DEVELOPMENT AND VALIDATION OF A HIGH-PERFORMANCE LIQUID CHROMATOGRAPHY WITH PHOTODIODE ARRAY DETECTION (HPLC-PDA) BIOANALYTICAL METHOD FOR QUANTIFICATION OF IMATINIB MESYLATE IN HUMAN PLASMA

Objective: Chronic Myeloid Leukemia (CML) is a myeloproliferative neoplasm represented by the uncontrolled growth of myeloid cells at different stages of maturation. Imatinib Mesylate (IM) has set a new standard for treating CML and other cancers. Therefore, in order to do PK investigations and to periodically monitor imatinib, clinical laboratories need an analytical approach that is practically adaptable. The current analytical techniques for use laborious, time-consuming. The aim of this study was to develop and validate a fast and simple method for imatinib quantification in human plasma using High-Performance Liquid Chromatography (HPLC) using photodiode array detection. Methods: A mobile phase comprising potassium dihydrogen phosphate, methanol, and acetonitrile (30:35:35) with isocreatic programming was utilized to achieve the separation on an ODS C18 column (150×4.6 mm), 4µm column.
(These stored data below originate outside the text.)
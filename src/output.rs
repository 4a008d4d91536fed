//! Output formatting and persistence for calculation results.
//!
//! Supports console summaries, JSON serialization, the plain-text report
//! export, and CSV history append.

use anyhow::{Result, bail};
use chrono::{DateTime, Utc};
use serde::Serialize;
use tracing::{debug, info};

use crate::grading::calculator::GradeInputs;
use crate::grading::types::{GradeResult, RequiredScoreResult};
use crate::record::GradeRecord;
use csv::WriterBuilder;
use std::fs::OpenOptions;
use std::path::{Path, PathBuf};

const REPORT_TITLE: &str = "Grade Calculator";

/// Serializes any result type as pretty-printed JSON.
pub fn to_json<T: Serialize>(value: &T) -> Result<String> {
    Ok(serde_json::to_string_pretty(value)?)
}

/// Short console rendering of a forward result.
pub fn render_summary(result: &GradeResult) -> String {
    match &result.error {
        Some(message) => format!("Error: {message}"),
        None => format!(
            "Initial average: {:.2}\nFinal average:   {:.2}\nStatus:          {}\nLetter grade:    {}",
            result.initial_average, result.final_average, result.status, result.letter
        ),
    }
}

/// Short console rendering of a solver result.
pub fn render_required(result: &RequiredScoreResult) -> String {
    let tag = if result.feasible {
        "Achievable"
    } else {
        "Not achievable"
    };
    format!("[{tag}] {}", result.message)
}

/// Builds the plain-text report for a successful calculation.
///
/// The P3 line only appears when a makeup score was supplied.
pub fn render_report(
    inputs: &GradeInputs,
    result: &GradeResult,
    generated_at: DateTime<Utc>,
) -> String {
    let makeup_line = inputs
        .supplied_makeup()
        .map(|p3| format!("  P3 (Makeup): {p3}\n"))
        .unwrap_or_default();

    format!(
        "{REPORT_TITLE}\n\
         {separator}\n\
         \n\
         Grades:\n\
         \x20 P1: {p1}\n\
         \x20 P2: {p2}\n\
         \x20 Trabalho: {trabalho}\n\
         {makeup_line}\
         \n\
         Results:\n\
         \x20 Initial Average: {initial:.2}\n\
         \x20 Final Average: {final_avg:.2}\n\
         \x20 Status: {status}\n\
         \x20 Letter Grade: {letter}\n\
         \n\
         Generated at: {generated}\n",
        separator = "=".repeat(38),
        p1 = inputs.first_exam,
        p2 = inputs.second_exam,
        trabalho = inputs.assignment,
        initial = result.initial_average,
        final_avg = result.final_average,
        status = result.status,
        letter = result.letter,
        generated = generated_at.format("%Y-%m-%d %H:%M:%S UTC"),
    )
}

/// Writes the plain-text report to `path`.
///
/// # Errors
///
/// Refuses to export a failed calculation, and propagates I/O errors.
pub fn write_report(
    path: &Path,
    inputs: &GradeInputs,
    result: &GradeResult,
    generated_at: DateTime<Utc>,
) -> Result<()> {
    if !result.is_ok() {
        bail!("No result to export");
    }

    std::fs::write(path, render_report(inputs, result, generated_at))?;
    info!(path = %path.display(), "Report exported");
    Ok(())
}

/// Writes the report into `dir` as `result-<unix millis>.txt` and returns
/// the path written.
pub fn export_report(
    dir: &Path,
    inputs: &GradeInputs,
    result: &GradeResult,
    generated_at: DateTime<Utc>,
) -> Result<PathBuf> {
    std::fs::create_dir_all(dir)?;
    let path = dir.join(report_file_name(generated_at));
    write_report(&path, inputs, result, generated_at)?;
    Ok(path)
}

pub fn report_file_name(generated_at: DateTime<Utc>) -> String {
    format!("result-{}.txt", generated_at.timestamp_millis())
}

/// Appends a [`GradeRecord`] as a row to a CSV file.
///
/// Creates the file with headers if it does not already exist.
pub fn append_record(path: &str, record: &GradeRecord) -> Result<()> {
    let file_exists = Path::new(path).exists();
    debug!(path, file_exists, "Appending CSV record");

    let file = OpenOptions::new().append(true).create(true).open(path)?;

    let mut writer = WriterBuilder::new()
        .has_headers(!file_exists) // IMPORTANT when appending
        .from_writer(file);

    writer.serialize(record)?;
    writer.flush()?;

    Ok(())
}
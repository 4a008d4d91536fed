use crate::grading::types::{Letter, Status};

/// Minimum final average for a passing status.
pub const PASS_THRESHOLD: f64 = 6.0;

/// [`Status::Pass`] at or above [`PASS_THRESHOLD`], otherwise
/// [`Status::Remediation`].
pub fn pass_fail(average: f64) -> Status {
    if average >= PASS_THRESHOLD {
        Status::Pass
    } else {
        Status::Remediation
    }
}

/// Converts a final average (0–10) into a letter grade.
///
/// | Range   | Grade |
/// |---------|-------|
/// | >= 9.0  | A     |
/// | >= 7.0  | B     |
/// | >= 6.0  | C     |
/// | >= 4.0  | D     |
/// | < 4.0   | F     |
pub fn letter_grade(average: f64) -> Letter {
    match average {
        a if a >= 9.0 => Letter::A,
        a if a >= 7.0 => Letter::B,
        a if a >= 6.0 => Letter::C,
        a if a >= 4.0 => Letter::D,
        _ => Letter::F,
    }
}
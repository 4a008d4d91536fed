//! Inverse calculation: the score still needed to reach a target average.
//!
//! All unknown components are treated as one bucket holding the weight not
//! yet covered by known scores. The reported score is what every unknown
//! component would need if they were all graded the same.

use tracing::{debug, info, warn};

use crate::grading::grade::PASS_THRESHOLD;
use crate::grading::types::{KnownScores, RequiredScoreResult, Weights};
use crate::grading::utility::round2;
use crate::parser::{MAX_GRADE, parse_number};

/// Remaining weight at or below this is treated as zero.
const WEIGHT_EPSILON: f64 = 1e-9;

/// Target used when the caller does not supply one.
pub const DEFAULT_TARGET: f64 = PASS_THRESHOLD;

/// Computes the minimum score required over the unknown components to reach
/// `target`.
///
/// Known scores are read in weight order (P1, P2, Trabalho); the first one
/// that is not numeric makes the result infeasible. Known scores are not
/// range-checked. `weights` are expected to sum to 1.0.
#[tracing::instrument(level = "debug", skip(known, weights), fields(known = known.len()))]
pub fn required_score_for_target(
    known: &KnownScores,
    weights: &Weights,
    target: f64,
) -> RequiredScoreResult {
    let mut known_weight_sum = 0.0;
    let mut known_contribution = 0.0;

    for (component, weight) in weights.iter() {
        let Some(Some(raw)) = known.get(&component) else {
            continue;
        };
        if raw.is_blank() {
            continue;
        }

        let Ok(value) = parse_number(raw) else {
            warn!(%component, value = %raw, "Known score is not numeric");
            return RequiredScoreResult::infeasible(format!("Non-numeric value for {component}"));
        };

        known_contribution += value * weight;
        known_weight_sum += weight;
    }

    let remaining_weight = 1.0 - known_weight_sum;
    debug!(known_weight_sum, known_contribution, remaining_weight, "Known scores folded");

    if remaining_weight <= WEIGHT_EPSILON {
        let current = known_contribution;
        return if current >= target {
            info!(current, "Target already reached");
            RequiredScoreResult::feasible(
                format!(
                    "Target average already reached ({current:.2}) with no additional score needed."
                ),
                None,
            )
        } else {
            info!(current, "No component left to adjust");
            RequiredScoreResult::infeasible(format!(
                "Target average cannot be reached; no remaining component to adjust (current average {current:.2})."
            ))
        };
    }

    let required = (target - known_contribution) / remaining_weight;
    debug!(required, "Raw required score");

    if required < 0.0 {
        return RequiredScoreResult::feasible(
            "No score needed (any score >= 0 works). Theoretical minimum score: 0.",
            Some(0.0),
        );
    }

    if required > MAX_GRADE {
        info!(required, "Target out of reach");
        return RequiredScoreResult::infeasible(format!(
            "Target average cannot be reached; required score would be {required:.2} (>10)."
        ));
    }

    info!(required, "Required score found");
    RequiredScoreResult::feasible(
        format!(
            "Minimum required score: {required:.2} (weighted average over the remaining components)."
        ),
        Some(round2(required)),
    )
}
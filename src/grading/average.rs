use crate::grading::types::Weights;

/// Weighted sum of the three components.
///
/// Inputs are trusted to be validated grades; no range check is made.
pub fn weighted_average(first_exam: f64, second_exam: f64, assignment: f64, weights: &Weights) -> f64 {
    first_exam * weights.first_exam
        + second_exam * weights.second_exam
        + assignment * weights.assignment
}

/// Replaces the lower of the two exams with `replacement` and recomputes the
/// weighted average.
///
/// The higher exam keeps its own slot. On a tie the second exam is the one
/// replaced.
pub fn substitute_and_average(
    first_exam: f64,
    second_exam: f64,
    replacement: f64,
    assignment: f64,
    weights: &Weights,
) -> f64 {
    if first_exam >= second_exam {
        weighted_average(first_exam, replacement, assignment, weights)
    } else {
        weighted_average(replacement, second_exam, assignment, weights)
    }
}

#[cfg(test)]
mod tests {
    use super::*;

    const W: Weights = Weights::STANDARD;

    #[test]
    fn test_weighted_average_extremes() {
        assert_eq!(weighted_average(10.0, 10.0, 10.0, &W), 10.0);
        assert_eq!(weighted_average(0.0, 0.0, 0.0, &W), 0.0);
    }

    #[test]
    fn test_weighted_average_mixed() {
        let avg = weighted_average(4.0, 5.0, 6.0, &W);
        assert!((avg - 4.95).abs() < 1e-9);
    }

    #[test]
    fn test_weighted_average_custom_weights() {
        let w = Weights::new(0.5, 0.25, 0.25);
        assert_eq!(weighted_average(8.0, 4.0, 4.0, &w), 6.0);
    }

    #[test]
    fn test_substitute_replaces_lower_first() {
        assert_eq!(
            substitute_and_average(4.0, 8.0, 9.0, 6.0, &W),
            weighted_average(9.0, 8.0, 6.0, &W)
        );
    }

    #[test]
    fn test_substitute_replaces_lower_second() {
        assert_eq!(
            substitute_and_average(8.0, 3.0, 7.0, 6.0, &W),
            weighted_average(8.0, 7.0, 6.0, &W)
        );
    }

    #[test]
    fn test_substitute_tie_replaces_second() {
        let w = Weights::new(0.5, 0.2, 0.3);
        assert_eq!(
            substitute_and_average(5.0, 5.0, 8.0, 7.0, &w),
            weighted_average(5.0, 8.0, 7.0, &w)
        );
        assert_eq!(
            substitute_and_average(5.0, 5.0, 8.0, 7.0, &W),
            weighted_average(5.0, 8.0, 7.0, &W)
        );
    }

    #[test]
    fn test_substitute_can_lower_average() {
        // The replacement always applies, even when it is worse.
        let replaced = substitute_and_average(2.0, 6.0, 1.0, 5.0, &W);
        assert!(replaced < weighted_average(2.0, 6.0, 5.0, &W));
    }
}
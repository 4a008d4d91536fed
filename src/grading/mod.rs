//! Grade averaging, classification and required-score solving.
//!
//! This module validates raw scores, computes the 35/35/30 weighted
//! average, applies the makeup exam, assigns pass/fail and letter grades,
//! and solves for the score still needed to reach a target average.

pub mod average;
pub mod calculator;
pub mod grade;
pub mod required;
pub mod types;
pub mod utility;

pub use average::{substitute_and_average, weighted_average};
pub use calculator::{GradeInputs, calculate_grades};
pub use grade::{PASS_THRESHOLD, letter_grade, pass_fail};
pub use required::required_score_for_target;
pub use types::{
    Component, GradeResult, KnownScores, Letter, RequiredScoreResult, Status, Weights,
};
//! CLI entry point for the grade calculator.
//!
//! Provides subcommands for computing a student's final average and for
//! finding the minimum score still needed to reach a target average.

use anyhow::{Result, bail};
use chrono::Utc;
use clap::{Parser, Subcommand};
use grade_calc::grading::{Component, GradeInputs, KnownScores, Weights, required_score_for_target};
use grade_calc::output::{
    append_record, export_report, render_required, render_summary, to_json, write_report,
};
use grade_calc::parser::{RawValue, parse_target};
use grade_calc::record::GradeRecord;
use std::ffi::OsStr;
use std::path::{Path, PathBuf};
use tracing::{info, warn};
use tracing_subscriber::{
    EnvFilter, Layer,
    fmt::{self, format::FmtSpan},
    layer::SubscriberExt,
    util::SubscriberInitExt,
};

#[derive(Parser)]
#[command(name = "grade_calc")]
#[command(about = "Weighted average and required-score calculator (P1 35%, P2 35%, Trabalho 30%)", long_about = None)]
struct Cli {
    #[command(subcommand)]
    command: Commands,
}

#[derive(Subcommand)]
enum Commands {
    /// Compute the initial and final averages, status and letter grade
    Calculate {
        /// First exam score
        #[arg(long, allow_hyphen_values = true)]
        p1: String,

        /// Second exam score
        #[arg(long, allow_hyphen_values = true)]
        p2: String,

        /// Assignment score
        #[arg(long, allow_hyphen_values = true)]
        trabalho: String,

        /// Optional makeup exam score, used only when the average is below 6
        #[arg(long, allow_hyphen_values = true)]
        p3: Option<String>,

        /// Write the plain-text report to this file
        #[arg(short, long)]
        export: Option<PathBuf>,

        /// Write the report as result-<millis>.txt into this directory; with no
        /// value, uses GRADE_CALC_EXPORT_DIR or "."
        #[arg(long, value_name = "DIR", num_args = 0..=1)]
        export_dir: Option<Option<PathBuf>>,

        /// CSV file to append the calculation to
        #[arg(long)]
        history: Option<String>,

        /// Print the result as JSON
        #[arg(long, default_value_t = false)]
        json: bool,
    },
    /// Find the minimum score needed in the unknown components
    Required {
        /// Known first exam score (omit if unknown)
        #[arg(long, allow_hyphen_values = true)]
        p1: Option<String>,

        /// Known second exam score (omit if unknown)
        #[arg(long, allow_hyphen_values = true)]
        p2: Option<String>,

        /// Known assignment score (omit if unknown)
        #[arg(long, allow_hyphen_values = true)]
        trabalho: Option<String>,

        /// Weight of P1
        #[arg(long, default_value = "0.35")]
        w_p1: String,

        /// Weight of P2
        #[arg(long, default_value = "0.35")]
        w_p2: String,

        /// Weight of Trabalho
        #[arg(long, default_value = "0.30")]
        w_trabalho: String,

        /// Target average
        #[arg(short, long, default_value = "6")]
        target: String,

        /// Print the result as JSON
        #[arg(long, default_value_t = false)]
        json: bool,
    },
}

fn main() -> Result<()> {
    dotenvy::dotenv().ok(); // Load .env file

    // Logging setup: colored stderr + JSON rolling log file
    let log_file_path =
        std::env::var("LOG_FILE_PATH").unwrap_or_else(|_| "logs/grade_calc.log".to_string());
    let log_dir = Path::new(&log_file_path)
        .parent()
        .unwrap_or(Path::new("logs"));
    let log_file_name = Path::new(&log_file_path)
        .file_name()
        .unwrap_or(OsStr::new("grade_calc.log"));

    let file_appender = tracing_appender::rolling::daily(log_dir, log_file_name);
    let (non_blocking_file, _file_guard) = tracing_appender::non_blocking(file_appender);

    let stderr_layer = fmt::layer()
        .with_target(true)
        .with_span_events(FmtSpan::CLOSE)
        .with_ansi(true)
        .with_writer(std::io::stderr)
        .with_filter(EnvFilter::from_env("RUST_LOG").add_directive("info".parse()?));

    let json_layer = fmt::layer()
        .json()
        .with_current_span(true)
        .with_span_list(true)
        .with_writer(non_blocking_file)
        .with_filter(EnvFilter::from_env("RUST_LOG_JSON").add_directive("debug".parse()?));

    tracing_subscriber::registry()
        .with(stderr_layer)
        .with(json_layer)
        .init();

    let cli = Cli::parse();

    match cli.command {
        Commands::Calculate {
            p1,
            p2,
            trabalho,
            p3,
            export,
            export_dir,
            history,
            json,
        } => {
            let mut inputs = GradeInputs::new(p1, p2, trabalho);
            if let Some(p3) = p3 {
                inputs = inputs.with_makeup(p3);
            }
            calculate(&inputs, export, export_dir, history, json)?;
        }
        Commands::Required {
            p1,
            p2,
            trabalho,
            w_p1,
            w_p2,
            w_trabalho,
            target,
            json,
        } => {
            let weights = Weights::parse(&w_p1, &w_p2, &w_trabalho)?.ensure_normalized()?;
            let target = parse_target(&RawValue::from(target))?;

            let mut known = KnownScores::new();
            for (component, value) in [
                (Component::FirstExam, p1),
                (Component::SecondExam, p2),
                (Component::Assignment, trabalho),
            ] {
                if let Some(value) = value.filter(|v| !v.trim().is_empty()) {
                    known.insert(component, Some(RawValue::from(value)));
                }
            }

            let result = required_score_for_target(&known, &weights, target);
            if json {
                println!("{}", to_json(&result)?);
            } else {
                println!("{}", render_required(&result));
            }

            if result.feasible {
                info!("Calculation complete");
            } else {
                warn!("Target cannot be reached");
            }
        }
    }

    Ok(())
}

/// Runs the forward calculation, prints it, and handles export and history.
///
/// A failed calculation is recorded in the history file, then returned as the
/// command's error without printing a summary.
#[tracing::instrument(skip_all, fields(json = json, history = ?history))]
fn calculate(
    inputs: &GradeInputs,
    export: Option<PathBuf>,
    export_dir: Option<Option<PathBuf>>,
    history: Option<String>,
    json: bool,
) -> Result<()> {
    inputs.ensure_filled()?;

    let result = inputs.calculate();

    if let Some(path) = &history {
        append_record(path, &GradeRecord::from_result(inputs, &result))?;
    }

    if let Some(error) = &result.error {
        bail!("{error}");
    }

    if json {
        println!("{}", to_json(&result)?);
    } else {
        println!("{}", render_summary(&result));
    }

    let generated_at = Utc::now();
    if let Some(path) = &export {
        write_report(path, inputs, &result, generated_at)?;
    }
    if let Some(dir) = export_dir {
        let dir = dir.unwrap_or_else(|| {
            PathBuf::from(
                std::env::var("GRADE_CALC_EXPORT_DIR").unwrap_or_else(|_| ".".to_string()),
            )
        });
        let path = export_report(&dir, inputs, &result, generated_at)?;
        println!("Report written to {}", path.display());
    }

    Ok(())
}
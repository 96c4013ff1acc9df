//! External collaborator gateways: reviewer and summarizer
//!
//! Defines the trait boundary for the two LLM-backed collaborators the
//! workflow engine calls, plus mock implementations for testing. How a real
//! gateway reaches its model (subprocess, HTTP, prompt shape) is deliberately
//! outside this crate; the engine only depends on these traits.

use crate::graph::{ArtifactRef, Node, Verdict};
use async_trait::async_trait;
use serde::{Deserialize, Serialize};
use std::collections::VecDeque;
use std::sync::Mutex;

/// Errors from gateway invocations
#[derive(Debug, Clone, thiserror::Error)]
pub enum GatewayError {
    #[error("gateway not available: {0}")]
    Unavailable(String),

    #[error("gateway call exceeded its deadline")]
    Timeout,

    #[error("gateway invocation failed: {0}")]
    Invocation(String),

    #[error("gateway response could not be parsed: {0}")]
    Parse(String),
}

/// Serialized actor node handed to the reviewer
#[derive(Debug, Clone, Serialize, Deserialize)]
pub struct ReviewRequest {
    pub content: String,
    pub tags: Vec<String>,
    pub artifacts: Vec<ArtifactRef>,
}

impl ReviewRequest {
    pub fn from_node(node: &Node) -> Self {
        Self {
            content: node.content.clone(),
            tags: node.tags.clone(),
            artifacts: node.artifacts.clone(),
        }
    }
}

/// The reviewer's substantive verdict
#[derive(Debug, Clone, Serialize, Deserialize)]
pub struct ReviewOutcome {
    pub verdict: Verdict,
    #[serde(default, skip_serializing_if = "Option::is_none")]
    pub reason: Option<String>,
}

impl ReviewOutcome {
    pub fn approved() -> Self {
        Self {
            verdict: Verdict::Approved,
            reason: None,
        }
    }

    pub fn needs_revision(reason: impl Into<String>) -> Self {
        Self {
            verdict: Verdict::NeedsRevision,
            reason: Some(reason.into()),
        }
    }

    pub fn reject(reason: impl Into<String>) -> Self {
        Self {
            verdict: Verdict::Reject,
            reason: Some(reason.into()),
        }
    }
}

/// Reviewer collaborator: classifies an actor node
///
/// Engine-side contract: on any failure the caller falls back to
/// `needs_revision` with a synthetic reason; a gateway failure must never
/// silently approve work.
#[async_trait]
pub trait ReviewerGateway: Send + Sync {
    async fn review(&self, request: &ReviewRequest) -> Result<ReviewOutcome, GatewayError>;
}

/// Summarizer collaborator: condenses an ordered segment of nodes
///
/// A blank or empty summary is treated by the caller identically to an
/// explicit error; no summary node is fabricated from it.
#[async_trait]
pub trait SummarizerGateway: Send + Sync {
    async fn summarize(&self, nodes: &[Node]) -> Result<String, GatewayError>;
}

/// Mock reviewer for testing. Pops scripted outcomes, then a default
pub struct MockReviewer {
    scripted: Mutex<VecDeque<Result<ReviewOutcome, GatewayError>>>,
    default: Result<ReviewOutcome, GatewayError>,
}

impl MockReviewer {
    /// A reviewer that approves everything not otherwise scripted
    pub fn approving() -> Self {
        Self {
            scripted: Mutex::new(VecDeque::new()),
            default: Ok(ReviewOutcome::approved()),
        }
    }

    /// A reviewer whose unscripted calls fail
    pub fn failing(error: GatewayError) -> Self {
        Self {
            scripted: Mutex::new(VecDeque::new()),
            default: Err(error),
        }
    }

    /// Queue an outcome for the next call
    pub fn with_outcome(self, outcome: ReviewOutcome) -> Self {
        self.scripted.lock().unwrap().push_back(Ok(outcome));
        self
    }

    /// Queue a failure for the next call
    pub fn with_failure(self, error: GatewayError) -> Self {
        self.scripted.lock().unwrap().push_back(Err(error));
        self
    }
}

#[async_trait]
impl ReviewerGateway for MockReviewer {
    async fn review(&self, _request: &ReviewRequest) -> Result<ReviewOutcome, GatewayError> {
        let scripted = self.scripted.lock().unwrap().pop_front();
        scripted.unwrap_or_else(|| self.default.clone())
    }
}

/// Mock summarizer for testing, with scripted summaries plus call recording
pub struct MockSummarizer {
    scripted: Mutex<VecDeque<Result<String, GatewayError>>>,
    default: Result<String, GatewayError>,
    /// Node contents of each segment the mock was asked to summarize
    calls: Mutex<Vec<Vec<String>>>,
}

impl MockSummarizer {
    /// A summarizer that returns a fixed text for unscripted calls
    pub fn fixed(summary: impl Into<String>) -> Self {
        Self {
            scripted: Mutex::new(VecDeque::new()),
            default: Ok(summary.into()),
            calls: Mutex::new(Vec::new()),
        }
    }

    /// A summarizer whose unscripted calls fail
    pub fn failing(error: GatewayError) -> Self {
        Self {
            scripted: Mutex::new(VecDeque::new()),
            default: Err(error),
            calls: Mutex::new(Vec::new()),
        }
    }

    /// Queue a summary for the next call
    pub fn with_summary(self, summary: impl Into<String>) -> Self {
        self.scripted.lock().unwrap().push_back(Ok(summary.into()));
        self
    }

    /// Queue a failure for the next call
    pub fn with_failure(self, error: GatewayError) -> Self {
        self.scripted.lock().unwrap().push_back(Err(error));
        self
    }

    /// Segments the mock has been asked to summarize so far
    pub fn recorded_calls(&self) -> Vec<Vec<String>> {
        self.calls.lock().unwrap().clone()
    }
}

#[async_trait]
impl SummarizerGateway for MockSummarizer {
    async fn summarize(&self, nodes: &[Node]) -> Result<String, GatewayError> {
        self.calls
            .lock()
            .unwrap()
            .push(nodes.iter().map(|n| n.content.clone()).collect());
        let scripted = self.scripted.lock().unwrap().pop_front();
        scripted.unwrap_or_else(|| self.default.clone())
    }
}
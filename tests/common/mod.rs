//! Shared helpers for integration tests
#![allow(dead_code)]

use std::sync::Arc;
use tempfile::TempDir;
use thoughtloop::{
    EngineConfig, LogStore, MockReviewer, MockSummarizer, ProjectId, ReviewerGateway,
    SummarizerGateway, ThinkInput, WorkflowEngine,
};

/// Project context used by most scenarios
pub const CTX: &str = "/home/dev/sample-app";

/// The project id CTX derives to
pub fn project() -> ProjectId {
    ProjectId::derive(CTX).unwrap()
}

/// A store on a scratch log file; keep the TempDir alive for the test's duration
pub fn scratch_store() -> (TempDir, Arc<LogStore>) {
    let dir = TempDir::new().unwrap();
    let store = LogStore::open(dir.path().join("graph.jsonl")).unwrap();
    (dir, Arc::new(store))
}

/// Engine wired with the given collaborators
pub fn engine(
    store: Arc<LogStore>,
    reviewer: impl ReviewerGateway + 'static,
    summarizer: impl SummarizerGateway + 'static,
    config: EngineConfig,
) -> WorkflowEngine {
    WorkflowEngine::new(store, Arc::new(reviewer), Arc::new(summarizer), config)
}

/// Engine that approves everything and never summarizes (threshold out of reach)
pub fn quiet_engine(store: Arc<LogStore>) -> WorkflowEngine {
    engine(
        store,
        MockReviewer::approving(),
        MockSummarizer::fixed("unused"),
        EngineConfig::new()
            .without_review_cadence()
            .with_summary_threshold(usize::MAX),
    )
}

/// A tagged think input against CTX
pub fn think(content: &str) -> ThinkInput {
    ThinkInput::new(CTX, content).with_tags(vec!["task".into()])
}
The procedure consisted of simple protein precipitation with cold methanol extraction to obtain the maximum recovery from a 90 μl plasma sample. Results: The regression coefficient of 0.99 indicates that the procedure is linear in the range of 100 to 10,000 ng/ml. The total recovery of the approach under lower quality control was 102.45%, at middle-quality control 101.70%; and at higher quality control, it was 95.75%. Both accuracy and precision were within acceptable bounds. Conclusion: The quantification of imatinib levels in plasma of CML patients for Pharmacokinetic (PK) assessments and Therapeutic Drug Monitoring (TDM) necessitates the development and validation of an easy-to-use, effective, repeatable, and environmentally friendly analytical technique.